#### Aim of the exercise:
Please say how many lines below include the word "ScanWindow", with nothing beyond the number.

#### Exercise data:
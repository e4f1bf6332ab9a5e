//! Template cache: every registered image compiled into scaled templates.
//!
//! The cache is an immutable snapshot built off the scheduler thread and
//! swapped in whole (`CacheHandle`). Only the per-entry match hints change
//! after a build; they live in atomics and are ignored by equality, so two
//! builds of the same configuration compare equal.

mod builder;
mod handle;
mod scales;

pub use builder::{BuildReport, CacheBuilder};
pub use handle::{CacheHandle, RebuildRequest, RebuildSummary, RebuildTicket};
pub use scales::ScaleSet;

use crate::config::{FolderMode, ItemPath, ItemSettings};
use crate::template::ScaledTemplate;
use std::collections::BTreeMap;
use std::sync::atomic::{AtomicU32, AtomicUsize, Ordering};
use std::sync::Arc;
use std::time::{Duration, Instant};

/// Scope an entry inherited from its folders.
#[derive(Clone, Debug, Default, PartialEq, Eq, Hash)]
pub struct FolderContext {
    /// Path of the folder that established the scope; empty for the root.
    pub scope: String,
    /// Mode of that folder.
    pub mode: FolderMode,
}

/// Scope-level data collected during a build.
#[derive(Clone, Debug, PartialEq)]
pub struct FolderSchedule {
    pub mode: FolderMode,
    /// Pause applied to the whole scope after a click (cooldown mode).
    pub cooldown: Duration,
    /// Item that starts an image/sequence episode; any item when `None`.
    pub trigger: Option<ItemPath>,
    /// Primary items in declared order (sequence steps, image requirements).
    pub items: Vec<ItemPath>,
    /// Delay between sequence steps.
    pub step_interval: Duration,
    /// Period between timer episodes.
    pub timer_interval: Duration,
    /// Length of one timer episode.
    pub timer_duration: Duration,
    /// Per-folder no-activity timeout.
    pub activity_timeout: Option<Duration>,
}

/// Mutable search hints, shared by every tick that sees the entry.
#[derive(Debug)]
pub struct EntryHints {
    best_scale: AtomicU32,
    last_index: AtomicUsize,
}

impl EntryHints {
    fn new(scale: f32, index: usize) -> Self {
        Self {
            best_scale: AtomicU32::new(scale.to_bits()),
            last_index: AtomicUsize::new(index),
        }
    }

    /// Scale of the most recent successful match.
    pub fn best_scale(&self) -> f32 {
        f32::from_bits(self.best_scale.load(Ordering::Relaxed))
    }

    /// Template index of the most recent successful match.
    pub fn last_index(&self) -> usize {
        self.last_index.load(Ordering::Relaxed)
    }

    /// Records a successful match.
    pub fn record(&self, index: usize, scale: f32) {
        self.last_index.store(index, Ordering::Relaxed);
        self.best_scale.store(scale.to_bits(), Ordering::Relaxed);
    }
}

/// One registered image, ready for matching.
#[derive(Debug)]
pub struct CacheEntry {
    pub(crate) path: ItemPath,
    pub(crate) settings: ItemSettings,
    pub(crate) templates: Vec<ScaledTemplate>,
    pub(crate) folder: FolderContext,
    pub(crate) order: usize,
    pub(crate) hints: EntryHints,
}

impl CacheEntry {
    pub(crate) fn new(
        path: ItemPath,
        settings: ItemSettings,
        templates: Vec<ScaledTemplate>,
        folder: FolderContext,
        order: usize,
        start_index: usize,
    ) -> Self {
        let start_index = start_index.min(templates.len().saturating_sub(1));
        let start_scale = templates.get(start_index).map_or(1.0, |t| t.scale());
        Self {
            path,
            settings,
            templates,
            folder,
            order,
            hints: EntryHints::new(start_scale, start_index),
        }
    }

    pub fn path(&self) -> &ItemPath {
        &self.path
    }

    pub fn settings(&self) -> &ItemSettings {
        &self.settings
    }

    /// Scale variants in ascending scale order.
    pub fn templates(&self) -> &[ScaledTemplate] {
        &self.templates
    }

    pub fn folder(&self) -> &FolderContext {
        &self.folder
    }

    /// Position in the depth-first walk.
    pub fn order(&self) -> usize {
        self.order
    }

    pub fn hints(&self) -> &EntryHints {
        &self.hints
    }

    /// Seconds a detection must persist.
    pub fn interval(&self) -> Duration {
        crate::util::math::secs(self.settings.interval_secs)
    }
}

impl PartialEq for CacheEntry {
    fn eq(&self, other: &Self) -> bool {
        self.path == other.path
            && self.settings == other.settings
            && self.templates == other.templates
            && self.folder == other.folder
            && self.order == other.order
    }
}

/// Immutable result of one cache build.
#[derive(Clone, Debug, PartialEq)]
pub struct TemplateCache {
    pub(crate) primary: Vec<Arc<CacheEntry>>,
    pub(crate) backup: Vec<Arc<CacheEntry>>,
    pub(crate) folders: BTreeMap<String, FolderSchedule>,
    pub(crate) priority_timers: BTreeMap<String, Instant>,
    pub(crate) scales: ScaleSet,
}

impl TemplateCache {
    /// A cache with no entries.
    pub fn empty(scales: ScaleSet) -> Self {
        Self {
            primary: Vec::new(),
            backup: Vec::new(),
            folders: BTreeMap::new(),
            priority_timers: BTreeMap::new(),
            scales,
        }
    }

    /// Immediate-click entries in declared order.
    pub fn primary(&self) -> &[Arc<CacheEntry>] {
        &self.primary
    }

    /// Countdown entries in declared order.
    pub fn backup(&self) -> &[Arc<CacheEntry>] {
        &self.backup
    }

    /// Scope data keyed by scope path.
    pub fn folders(&self) -> &BTreeMap<String, FolderSchedule> {
        &self.folders
    }

    pub fn folder(&self, scope: &str) -> Option<&FolderSchedule> {
        self.folders.get(scope)
    }

    /// Initial wake times of timer-priority scopes.
    pub fn priority_timers(&self) -> &BTreeMap<String, Instant> {
        &self.priority_timers
    }

    pub fn scales(&self) -> &ScaleSet {
        &self.scales
    }

    /// Looks up an entry in either namespace.
    pub fn entry(&self, path: &ItemPath) -> Option<&Arc<CacheEntry>> {
        self.primary
            .iter()
            .chain(self.backup.iter())
            .find(|entry| &entry.path == path)
    }

    pub fn len(&self) -> usize {
        self.primary.len() + self.backup.len()
    }

    pub fn is_empty(&self) -> bool {
        self.len() == 0
    }
}
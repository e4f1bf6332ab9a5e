//! One-shot "click this when it shows up" timers in nine slots.
//!
//! Entries are independent of the template cache: each holds its own
//! grayscale crop and correlation plan. Once an entry's target time has
//! passed it is matched every tick; the first match clicks once and retires
//! the entry, and entries that stay unmatched past the grace period expire.

use crate::action::MouseButton;
use crate::image::{FrameSet, Plane};
use crate::kernel::rayon::ZnccRayon;
use crate::kernel::{Kernel, PlaneInput, ScanWindow};
use crate::template::TemplatePlan;
use crate::trace::{trace_debug, trace_event, trace_warn};
use crate::util::{EngineError, EngineResult};
use std::collections::BTreeMap;
use std::time::{Duration, Instant};

/// Valid slot numbers.
pub const SLOTS: std::ops::RangeInclusive<u8> = 1..=9;

/// A registered quick timer.
#[derive(Clone, Debug)]
pub struct QuickTimerEntry {
    pub slot: u8,
    pub target: Instant,
    crop: Plane,
    plan: TemplatePlan,
    /// Click offset from the match top-left, in frame pixels.
    pub offset: (i32, i32),
    pub button: MouseButton,
    pub threshold: f32,
}

impl QuickTimerEntry {
    pub fn crop(&self) -> &Plane {
        &self.crop
    }
}

/// A quick timer that matched this tick.
#[derive(Clone, Copy, Debug, PartialEq)]
pub struct QuickTimerHit {
    pub slot: u8,
    /// Click point in frame coordinates.
    pub point: (f32, f32),
    pub button: MouseButton,
    pub score: f32,
}

/// Slot table.
#[derive(Debug)]
pub struct QuickTimerManager {
    entries: BTreeMap<u8, QuickTimerEntry>,
    grace: Duration,
    default_threshold: f32,
    min_var_i: f32,
}

impl QuickTimerManager {
    pub fn new(grace: Duration, default_threshold: f32) -> Self {
        Self {
            entries: BTreeMap::new(),
            grace,
            default_threshold,
            min_var_i: 1e-8,
        }
    }

    /// Registers `crop` in `slot`, replacing any previous entry.
    pub fn add(
        &mut self,
        slot: u8,
        crop: Plane,
        target: Instant,
        offset: (i32, i32),
        button: MouseButton,
        threshold: Option<f32>,
    ) -> EngineResult<()> {
        if !SLOTS.contains(&slot) {
            return Err(EngineError::QuickTimerSlot { slot });
        }
        let plan = TemplatePlan::from_view(crop.view())?;
        let entry = QuickTimerEntry {
            slot,
            target,
            crop,
            plan,
            offset,
            button,
            threshold: threshold.unwrap_or(self.default_threshold),
        };
        trace_event!("quick_timer_added", slot = slot);
        self.entries.insert(slot, entry);
        Ok(())
    }

    /// Removes `slot`; returns whether it was occupied.
    pub fn remove(&mut self, slot: u8) -> bool {
        self.entries.remove(&slot).is_some()
    }

    pub fn get(&self, slot: u8) -> Option<&QuickTimerEntry> {
        self.entries.get(&slot)
    }

    pub fn slots(&self) -> Vec<u8> {
        self.entries.keys().copied().collect()
    }

    pub fn len(&self) -> usize {
        self.entries.len()
    }

    pub fn is_empty(&self) -> bool {
        self.entries.is_empty()
    }

    /// Matches due entries and drops expired ones.
    ///
    /// Hits stay registered until the caller retires them with `remove`
    /// once the click is delivered.
    pub fn poll(&mut self, frames: &FrameSet, now: Instant) -> Vec<QuickTimerHit> {
        let mut hits = Vec::new();
        let mut retired = Vec::new();
        for (slot, entry) in &self.entries {
            if now < entry.target {
                continue;
            }
            if now.saturating_duration_since(entry.target) > self.grace {
                trace_warn!("quick_timer_expired", slot = *slot);
                retired.push(*slot);
                continue;
            }
            if let Some(hit) = self.match_entry(frames, entry) {
                hits.push(hit);
            }
        }
        for slot in retired {
            self.entries.remove(&slot);
        }
        hits
    }

    fn match_entry(&self, frames: &FrameSet, entry: &QuickTimerEntry) -> Option<QuickTimerHit> {
        let window = ScanWindow::for_template(
            frames.width(),
            frames.height(),
            entry.plan.width(),
            entry.plan.height(),
            None,
        )?;
        let input = PlaneInput {
            view: frames.gray().view(),
            integral: frames.gray_integral(),
        };
        let map = match ZnccRayon::zncc_map(&[input], &entry.plan, window, self.min_var_i) {
            Ok(map) => map,
            Err(err) => {
                trace_debug!(
                    "quick_timer_scan_failed",
                    slot = entry.slot,
                    error = err.to_string().as_str()
                );
                return None;
            }
        };
        let peak = map.argmax().filter(|p| p.score >= entry.threshold)?;
        trace_event!("quick_timer_hit", slot = entry.slot, score = peak.score);
        Some(QuickTimerHit {
            slot: entry.slot,
            point: (
                peak.x as f32 + entry.offset.0 as f32,
                peak.y as f32 + entry.offset.1 as f32,
            ),
            button: entry.button,
            score: peak.score,
        })
    }
}

#[cfg(test)]
mod tests {
    use super::QuickTimerManager;
    use crate::action::MouseButton;
    use crate::image::Plane;
    use crate::util::EngineError;
    use std::time::{Duration, Instant};

    fn crop() -> Plane {
        let data = (0..36).map(|i| ((i * 37) % 251) as u8).collect();
        Plane::new(data, 6, 6).unwrap()
    }

    #[test]
    fn rejects_out_of_range_slots() {
        let mut timers = QuickTimerManager::new(Duration::from_secs(5), 0.9);
        let now = Instant::now();
        let err = timers
            .add(0, crop(), now, (0, 0), MouseButton::Left, None)
            .unwrap_err();
        assert_eq!(err, EngineError::QuickTimerSlot { slot: 0 });
        assert!(timers.add(10, crop(), now, (0, 0), MouseButton::Left, None).is_err());
        assert!(timers.add(9, crop(), now, (0, 0), MouseButton::Left, None).is_ok());
        assert_eq!(timers.slots(), vec![9]);
        assert!(timers.remove(9));
        assert!(!timers.remove(9));
    }

    #[test]
    fn flat_crop_is_rejected() {
        let mut timers = QuickTimerManager::new(Duration::from_secs(5), 0.9);
        let flat = Plane::new(vec![7; 16], 4, 4).unwrap();
        assert!(timers
            .add(1, flat, Instant::now(), (0, 0), MouseButton::Left, None)
            .is_err());
    }
}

#### Written solution:
2